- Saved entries
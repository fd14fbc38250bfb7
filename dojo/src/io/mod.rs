//! Side-effecting collaborators: config, processes, files and external tools.

pub mod config;
pub mod generator;
pub mod history_log;
pub mod journal_store;
pub mod leaderboard;
pub mod paths;
pub mod process;
pub mod prompt;
pub mod sandbox;
pub mod scorer;
pub mod table;
pub mod task;
//! Action selection for the search controller.
//!
//! Pure function of the journal and the search settings: the controller calls
//! [`next_action`] once per iteration and matches the returned [`Action`].

use serde::{Deserialize, Serialize};

use crate::core::journal::{Journal, Node, NodeId};

/// Agent strategy selected by `agent_type` in the config.
#[derive(Debug, Clone, Copy, PartialEq, Eq, Serialize, Deserialize, Default)]
#[serde(rename_all = "kebab-case")]
pub enum AgentKind {
    /// Draft-first exploration, bounded repair, greedy improvement.
    #[default]
    TreeSearch,
    /// A single lineage: repair or refine the latest attempt.
    Sequential,
    /// Independent one-shot generations every step.
    DirectApi,
    /// Fixed baseline script every step.
    Baseline,
}

/// Tree-search breadth and repair limits.
#[derive(Debug, Clone, Copy, PartialEq, Eq, Serialize, Deserialize)]
#[serde(default)]
pub struct SearchConfig {
    /// Independent root drafts to create before any refinement.
    pub num_drafts: u32,
    /// Consecutive debug attempts allowed on one lineage.
    pub max_debug_depth: u32,
}

impl Default for SearchConfig {
    fn default() -> Self {
        Self {
            num_drafts: 5,
            max_debug_depth: 3,
        }
    }
}

/// What the controller does next.
#[derive(Debug, Clone, Copy, PartialEq, Eq, Serialize)]
#[serde(tag = "kind", rename_all = "lowercase")]
pub enum Action {
    /// Fresh, context-free generation forming a new root.
    Draft,
    /// Repair `target` using its code and execution trace.
    Debug { target: NodeId },
    /// Refine `target`, the current best validated node.
    Improve { target: NodeId },
}

impl Action {
    pub fn label(&self) -> &'static str {
        match self {
            Action::Draft => "draft",
            Action::Debug { .. } => "debug",
            Action::Improve { .. } => "improve",
        }
    }

    pub fn target(&self) -> Option<NodeId> {
        match self {
            Action::Draft => None,
            Action::Debug { target } | Action::Improve { target } => Some(*target),
        }
    }
}

/// Choose the next action for `kind` given the current journal.
pub fn next_action(
    kind: AgentKind,
    journal: &Journal,
    config: &SearchConfig,
    higher_is_better: bool,
) -> Action {
    match kind {
        AgentKind::TreeSearch => tree_search_action(journal, config, higher_is_better),
        AgentKind::Sequential => sequential_action(journal, config),
        AgentKind::DirectApi | AgentKind::Baseline => Action::Draft,
    }
}

/// Fixed-priority rule: draft until `num_drafts` roots exist, then debug the
/// most recent debuggable node, then improve the best node.
pub fn tree_search_action(
    journal: &Journal,
    config: &SearchConfig,
    higher_is_better: bool,
) -> Action {
    if (journal.draft_nodes().len() as u32) < config.num_drafts {
        return Action::Draft;
    }

    if let Some(target) = journal
        .nodes()
        .iter()
        .rev()
        .find(|node| is_debuggable(journal, node, config))
    {
        return Action::Debug { target: target.id };
    }

    match journal.best_node(higher_is_better) {
        Some(best) => Action::Improve { target: best.id },
        None => Action::Draft,
    }
}

fn sequential_action(journal: &Journal, config: &SearchConfig) -> Action {
    let Some(latest) = journal.nodes().last() else {
        return Action::Draft;
    };
    if is_debuggable(journal, latest, config) {
        return Action::Debug { target: latest.id };
    }
    match journal.nodes().iter().rev().find(|node| !node.is_buggy()) {
        Some(good) => Action::Improve { target: good.id },
        None => Action::Draft,
    }
}

/// Buggy leaf whose lineage still has debug budget left.
pub fn is_debuggable(journal: &Journal, node: &Node, config: &SearchConfig) -> bool {
    node.is_buggy() && journal.is_leaf(node.id) && node.debug_depth < config.max_debug_depth
}
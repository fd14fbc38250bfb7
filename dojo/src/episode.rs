//! Wiring for `dojo run`: builds the collaborators from config, runs the
//! search against a fresh environment and tears the episode down.

use std::path::PathBuf;
use std::time::Duration;

use anyhow::{Context, Result};
use tracing::{error, info, instrument};

use crate::core::policy::AgentKind;
use crate::core::types::TerminalReason;
use crate::environment::{EnvSettings, Environment};
use crate::io::config::DojoConfig;
use crate::io::generator::{BaselineGenerator, CodeGenerator, CommandGenerator, write_generation_schema};
use crate::io::leaderboard::LeaderboardResolver;
use crate::io::paths::EpisodePaths;
use crate::io::sandbox::{CodeRunner, PythonRunner};
use crate::io::scorer::{Scorer, SubmissionScorer};
use crate::io::task::TaskContext;
use crate::search::{SearchController, SearchOutcome, SearchSettings, SearchStep};

/// Result of a completed episode.
#[derive(Debug, Clone, PartialEq)]
pub struct EpisodeReport {
    pub competition: String,
    pub episode_dir: PathBuf,
    pub search: SearchOutcome,
    pub steps: u32,
    pub best_score: Option<f64>,
    pub terminal_reason: Option<TerminalReason>,
}

/// Run one episode as configured by `cfg`.
#[instrument(skip_all, fields(competition = %cfg.competition.name, agent = ?cfg.agent_type))]
pub fn run_episode<F: FnMut(&SearchStep)>(cfg: &DojoConfig, on_step: F) -> Result<EpisodeReport> {
    cfg.validate()?;
    cfg.check_paths()?;
    let data_dir = &cfg.competition.data_dir;
    let task = TaskContext::load(&cfg.competition.name, data_dir)?;
    let scorer = SubmissionScorer::new(
        cfg.competition.metric,
        &cfg.answer_path(),
        cfg.competition.id_column.clone(),
        cfg.competition.target_column.clone(),
    )?;
    let runner = PythonRunner {
        python: cfg.env.python.clone(),
        data_dir: data_dir.join("public"),
        output_limit_bytes: cfg.env.output_limit_bytes,
    };
    let env = Environment::new(
        EnvSettings::from_config(cfg),
        runner,
        scorer,
        LeaderboardResolver::new(),
    );
    let settings = SearchSettings::from_config(cfg);

    match cfg.agent_type {
        AgentKind::Baseline => run_with(env, BaselineGenerator, task, settings, on_step),
        AgentKind::TreeSearch | AgentKind::Sequential | AgentKind::DirectApi => {
            let schema_path = EpisodePaths::new(cfg.episode_dir()).generation_schema_path;
            write_generation_schema(&schema_path)?;
            let generator = CommandGenerator::new(
                cfg.agent.code.command.clone(),
                cfg.agent.code.model_name.clone(),
                schema_path,
                Duration::from_secs(cfg.agent.code.timeout_secs),
                cfg.env.output_limit_bytes,
            )?;
            run_with(env, generator, task, settings, on_step)
        }
    }
}

/// Drive `env` with a controller over `generator`, then tear the episode
/// down. Teardown happens even when the search aborts.
pub fn run_with<R, S, G, F>(
    mut env: Environment<R, S>,
    generator: G,
    task: TaskContext,
    settings: SearchSettings,
    on_step: F,
) -> Result<EpisodeReport>
where
    R: CodeRunner,
    S: Scorer,
    G: CodeGenerator,
    F: FnMut(&SearchStep),
{
    env.reset().context("reset episode")?;
    let mut controller = SearchController::new(generator, task, settings);
    let searched = controller.run(&mut env, on_step);
    let torn_down = env.teardown();

    let search = match searched {
        Ok(search) => search,
        Err(err) => {
            if let Err(teardown_err) = torn_down {
                error!(err = %teardown_err, "teardown after abort failed");
            }
            return Err(err);
        }
    };
    torn_down.context("tear down episode")?;

    let report = EpisodeReport {
        competition: env.settings().competition.clone(),
        episode_dir: env.paths().dir.clone(),
        search,
        steps: env.step_index(),
        best_score: env.best_score(),
        terminal_reason: env.terminal_reason(),
    };
    info!(
        steps = report.steps,
        best_score = ?report.best_score,
        reason = ?report.terminal_reason,
        "episode complete"
    );
    Ok(report)
}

- What you should do
Go through the entries and return each line where the word "CodeGenerator" appears.

- Result below
use crate::io::generator::{BaselineGenerator, CodeGenerator, CommandGenerator, write_generation_schema};
    G: CodeGenerator,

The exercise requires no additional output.